8.6. Table Shape and Granularity#

As described earlier, we refer to a dataset’s structure as a mental representation of the data, and in particular, we represent data that have a table structure by arranging values in rows and columns. We use the term granularity to describe what each row in the table represents, and the term shape quantifies the table’s rows and columns.

Now that we have determined the format of the restaurant-related files, we load them into dataframes and examine their shapes:

bus = pd.read_csv('data/businesses.csv', encoding='ISO-8859-1')
insp = pd.read_csv("data/inspections.csv")
viol = pd.read_csv("data/violations.csv")
print(" Businesses:", bus.shape, "\t Inspections:", insp.shape, 
     "\t Violations:", viol.shape)
 Businesses: (6406, 9) 	 Inspections: (14222, 4) 	 Violations: (39042, 3)
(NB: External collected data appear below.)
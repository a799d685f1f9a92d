//! Error types for the recomp engine

use thiserror::Error;

/// Errors that can occur at the engine's loading seams.
///
/// The calculation functions themselves are total over valid-shape input and
/// never return errors; bad data inside a batch is reported as non-fatal
/// warnings instead (see `EngineWarning`).
#[derive(Debug, Error)]
pub enum EngineError {
    #[error("Invalid JSON: {0}")]
    JsonError(#[from] serde_json::Error),

    #[error("Failed to load config: {0}")]
    ConfigError(String),

    #[error("Failed to load food catalog: {0}")]
    CatalogError(String),
}
//! Target calculation
//!
//! Body profile + config constants -> BMR, maintenance, and macro/calorie
//! targets. Pure arithmetic over pre-validated positive inputs; the fixed
//! step order matters and is kept explicit in `compute_with_overrides`.

use crate::config::RecompConfig;
use crate::types::{round2, round_half_up, Gender, Profile, RecompTargets};
use serde::{Deserialize, Serialize};

/// Calculator producing `RecompTargets` from a profile
pub struct TargetCalculator;

impl TargetCalculator {
    /// Basal metabolic rate per Mifflin-St Jeor, unrounded.
    ///
    /// 10 x weight + 6.25 x height - 5 x age, +5 for male / -161 for female.
    pub fn bmr(profile: &Profile) -> f64 {
        let base =
            10.0 * profile.weight_kg + 6.25 * profile.height_cm - 5.0 * f64::from(profile.age);
        match profile.gender {
            Gender::Male => base + 5.0,
            Gender::Female => base - 161.0,
        }
    }

    /// Compute targets with the config's default macro ratios
    pub fn compute(config: &RecompConfig, profile: &Profile) -> RecompTargets {
        Self::compute_with_overrides(config, profile, None, None)
    }

    /// Compute targets, optionally overriding the protein/fat grams-per-kg
    /// ratios.
    ///
    /// Step order is fixed: carbs are sized from the calories left under the
    /// upper bound after protein and fat, then capped at the config max. The
    /// cap has no floor at zero, so a very low maintenance or very high
    /// protein/fat allocation yields a negative carb target on purpose. The
    /// final `recomp_calories` is the sum of macro calories, which only
    /// equals the upper bound when carbs are uncapped and the remainder
    /// divides evenly.
    pub fn compute_with_overrides(
        config: &RecompConfig,
        profile: &Profile,
        protein_ratio: Option<f64>,
        fat_ratio: Option<f64>,
    ) -> RecompTargets {
        let bmr = Self::bmr(profile);
        let maintenance = round_half_up(bmr * config.activity.multiplier);
        let upper_bound = maintenance - config.recomp.subtract_value;

        let protein_ratio = protein_ratio.unwrap_or(config.protein.ratio_per_kg);
        let fat_ratio = fat_ratio.unwrap_or(config.fat.ratio_per_kg);
        let protein = round_half_up(profile.weight_kg * protein_ratio);
        let fats = round_half_up(profile.weight_kg * fat_ratio);

        let protein_calories = protein * config.protein.calories_per_gram;
        let fat_calories = fats * config.fat.calories_per_gram;

        let remaining_calories = upper_bound - protein_calories - fat_calories;
        let calculated_carbs = round_half_up(remaining_calories / config.carbs.calories_per_gram);
        let carbs = calculated_carbs.min(config.carbs.max);
        let carb_calories = carbs * config.carbs.calories_per_gram;

        let recomp_calories = protein_calories + fat_calories + carb_calories;
        let deficit_percentage = round2(100.0 * (maintenance - recomp_calories) / maintenance);

        RecompTargets {
            bmr: round_half_up(bmr) as i64,
            maintenance: maintenance as i64,
            recomp_calories,
            deficit_percentage,
            protein: protein as i64,
            fats: fats as i64,
            carbs: carbs as i64,
            protein_calories,
            fat_calories,
            carb_calories,
        }
    }
}

/// Upper calorie bound used to size carbs and to judge compliance:
/// maintenance minus the config subtract value.
pub fn upper_bound_calories(config: &RecompConfig, targets: &RecompTargets) -> f64 {
    targets.maintenance as f64 - config.recomp.subtract_value
}

/// Display-side intake derivations.
///
/// Expected intake is the midpoint of the buffered range above the macro
/// floor, and its deficit figures are distinct from the macro-floor
/// `deficit_percentage` on `RecompTargets` -- the dashboard shows both.
#[derive(Debug, Clone, Copy, PartialEq, Serialize, Deserialize)]
pub struct IntakeOutlook {
    /// Midpoint of [macro floor + buffer min, macro floor + buffer max]
    pub expected_intake: i64,
    /// Maintenance minus expected intake
    pub effective_deficit: i64,
    /// Effective deficit as a percentage of maintenance, 2 decimal places
    pub effective_deficit_percent: f64,
}

impl IntakeOutlook {
    pub fn from_targets(config: &RecompConfig, targets: &RecompTargets) -> Self {
        let expected_intake = round_half_up(
            (targets.recomp_calories
                + config.recomp.intake_buffer_min
                + targets.recomp_calories
                + config.recomp.intake_buffer_max)
                / 2.0,
        ) as i64;
        let effective_deficit = targets.maintenance - expected_intake;
        let effective_deficit_percent =
            round2(100.0 * effective_deficit as f64 / targets.maintenance as f64);

        Self {
            expected_intake,
            effective_deficit,
            effective_deficit_percent,
        }
    }
}
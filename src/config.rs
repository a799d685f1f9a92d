//! Recomp configuration constants
//!
//! Every "hardcoded" number in the target formulas lives here: activity
//! multiplier, calorie subtract value, macro ratios and calories-per-gram,
//! the carb cap, and the intake buffer. Values are loaded once (JSON) or
//! taken from the shipped defaults; the calculation core treats them as
//! read-only parameters.

use crate::error::EngineError;
use serde::{Deserialize, Serialize};

/// Activity section: maintenance = BMR x multiplier.
///
/// One shared multiplier for every activity level. The profile's stored
/// activity level has no further effect on the math today.
#[derive(Debug, Clone, Copy, PartialEq, Serialize, Deserialize)]
pub struct ActivityConfig {
    pub multiplier: f64,
}

/// Recomp section: calorie bound and expected-intake buffer
#[derive(Debug, Clone, Copy, PartialEq, Serialize, Deserialize)]
pub struct RecompSection {
    /// Subtracted from maintenance to form the upper calorie bound
    pub subtract_value: f64,
    /// Added to the macro floor for the low end of the expected-intake range
    pub intake_buffer_min: f64,
    /// Added to the macro floor for the high end of the expected-intake range
    pub intake_buffer_max: f64,
}

/// Protein section
#[derive(Debug, Clone, Copy, PartialEq, Serialize, Deserialize)]
pub struct ProteinConfig {
    /// Grams of protein per kg of body weight
    pub ratio_per_kg: f64,
    pub calories_per_gram: f64,
}

/// Fat section
#[derive(Debug, Clone, Copy, PartialEq, Serialize, Deserialize)]
pub struct FatConfig {
    /// Grams of fat per kg of body weight
    pub ratio_per_kg: f64,
    pub calories_per_gram: f64,
}

/// Carb section
#[derive(Debug, Clone, Copy, PartialEq, Serialize, Deserialize)]
pub struct CarbConfig {
    pub calories_per_gram: f64,
    /// Hard cap on the carb gram target
    pub max: f64,
}

/// Full configuration for target calculation
#[derive(Debug, Clone, Copy, PartialEq, Serialize, Deserialize)]
pub struct RecompConfig {
    pub activity: ActivityConfig,
    pub recomp: RecompSection,
    pub protein: ProteinConfig,
    pub fat: FatConfig,
    pub carbs: CarbConfig,
}

impl Default for RecompConfig {
    fn default() -> Self {
        Self {
            activity: ActivityConfig { multiplier: 1.5 },
            recomp: RecompSection {
                subtract_value: 500.0,
                intake_buffer_min: 100.0,
                intake_buffer_max: 200.0,
            },
            protein: ProteinConfig {
                ratio_per_kg: 2.2,
                calories_per_gram: 4.0,
            },
            fat: FatConfig {
                ratio_per_kg: 0.8,
                calories_per_gram: 9.0,
            },
            carbs: CarbConfig {
                calories_per_gram: 4.0,
                max: 300.0,
            },
        }
    }
}

impl RecompConfig {
    /// Load configuration from JSON
    pub fn from_json(json: &str) -> Result<Self, EngineError> {
        serde_json::from_str(json).map_err(|e| EngineError::ConfigError(e.to_string()))
    }

    /// Serialize configuration to pretty JSON
    pub fn to_json(&self) -> Result<String, EngineError> {
        serde_json::to_string_pretty(self).map_err(EngineError::JsonError)
    }
}

#[cfg(test)]
mod tests {
    use super::*;
    use pretty_assertions::assert_eq;

    #[test]
    fn test_defaults_round_trip() {
        let config = RecompConfig::default();
        let json = config.to_json().unwrap();
        let loaded = RecompConfig::from_json(&json).unwrap();

        assert_eq!(config, loaded);
    }

    #[test]
    fn test_load_partial_override() {
        let json = r#"{
            "activity": { "multiplier": 1.375 },
            "recomp": { "subtract_value": 400.0, "intake_buffer_min": 50.0, "intake_buffer_max": 150.0 },
            "protein": { "ratio_per_kg": 1.8, "calories_per_gram": 4.0 },
            "fat": { "ratio_per_kg": 0.9, "calories_per_gram": 9.0 },
            "carbs": { "calories_per_gram": 4.0, "max": 250.0 }
        }"#;
        let config = RecompConfig::from_json(json).unwrap();

        assert_eq!(config.activity.multiplier, 1.375);
        assert_eq!(config.carbs.max, 250.0);
    }

    #[test]
    fn test_bad_json_is_config_error() {
        let err = RecompConfig::from_json("{ nope").unwrap_err();
        assert!(err.to_string().contains("config"));
    }
}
We find that the table with the restaurant information (the business table) has 6,406 rows and 9 columns. Now let’s figure out the granularity of this table. To start, we can look at the first two rows:

business_id name address city ... postal_code latitude longitude phone_number
0 19 NRGIZE LIFESTYLE CAFE 1200 VAN NESS AVE, 3RD FLOOR San Francisco ... 94109 37.79 -122.42 +14157763262
1 24 OMNI S.F. HOTEL - 2ND FLOOR PANTRY 500 CALIFORNIA ST, 2ND FLOOR San Francisco ... 94104 37.79 -122.40 +14156779494

2 rows × 9 columns

These two rows give us the impression that each record represents a particular restaurant. But, we can’t tell from just two records whether or not this is the case. The field named business_id implies that it is the unique identifier for the restaurant. We can confirm this by checking whether the number of records in the dataframe matches the number of unique values in the field business_id:

print("Number of records:", len(bus))
print("Number of unique business ids:", len(bus['business_id'].unique()))
Number of records: 6406
Number of unique business ids: 6406

The number of unique business_ids matches the number of rows in the table, so it seems safe to assume that each row represents a restaurant. Since business_id uniquely identifies each record in the dataframe, we treat business_id as the primary key for the table. We can use primary keys to join tables (see Chapter 6). Sometimes a primary key consists of two (or more) features. This is the case for the other two restaurant files. Let’s continue the examination of the inspections and violations dataframes and find their granularity.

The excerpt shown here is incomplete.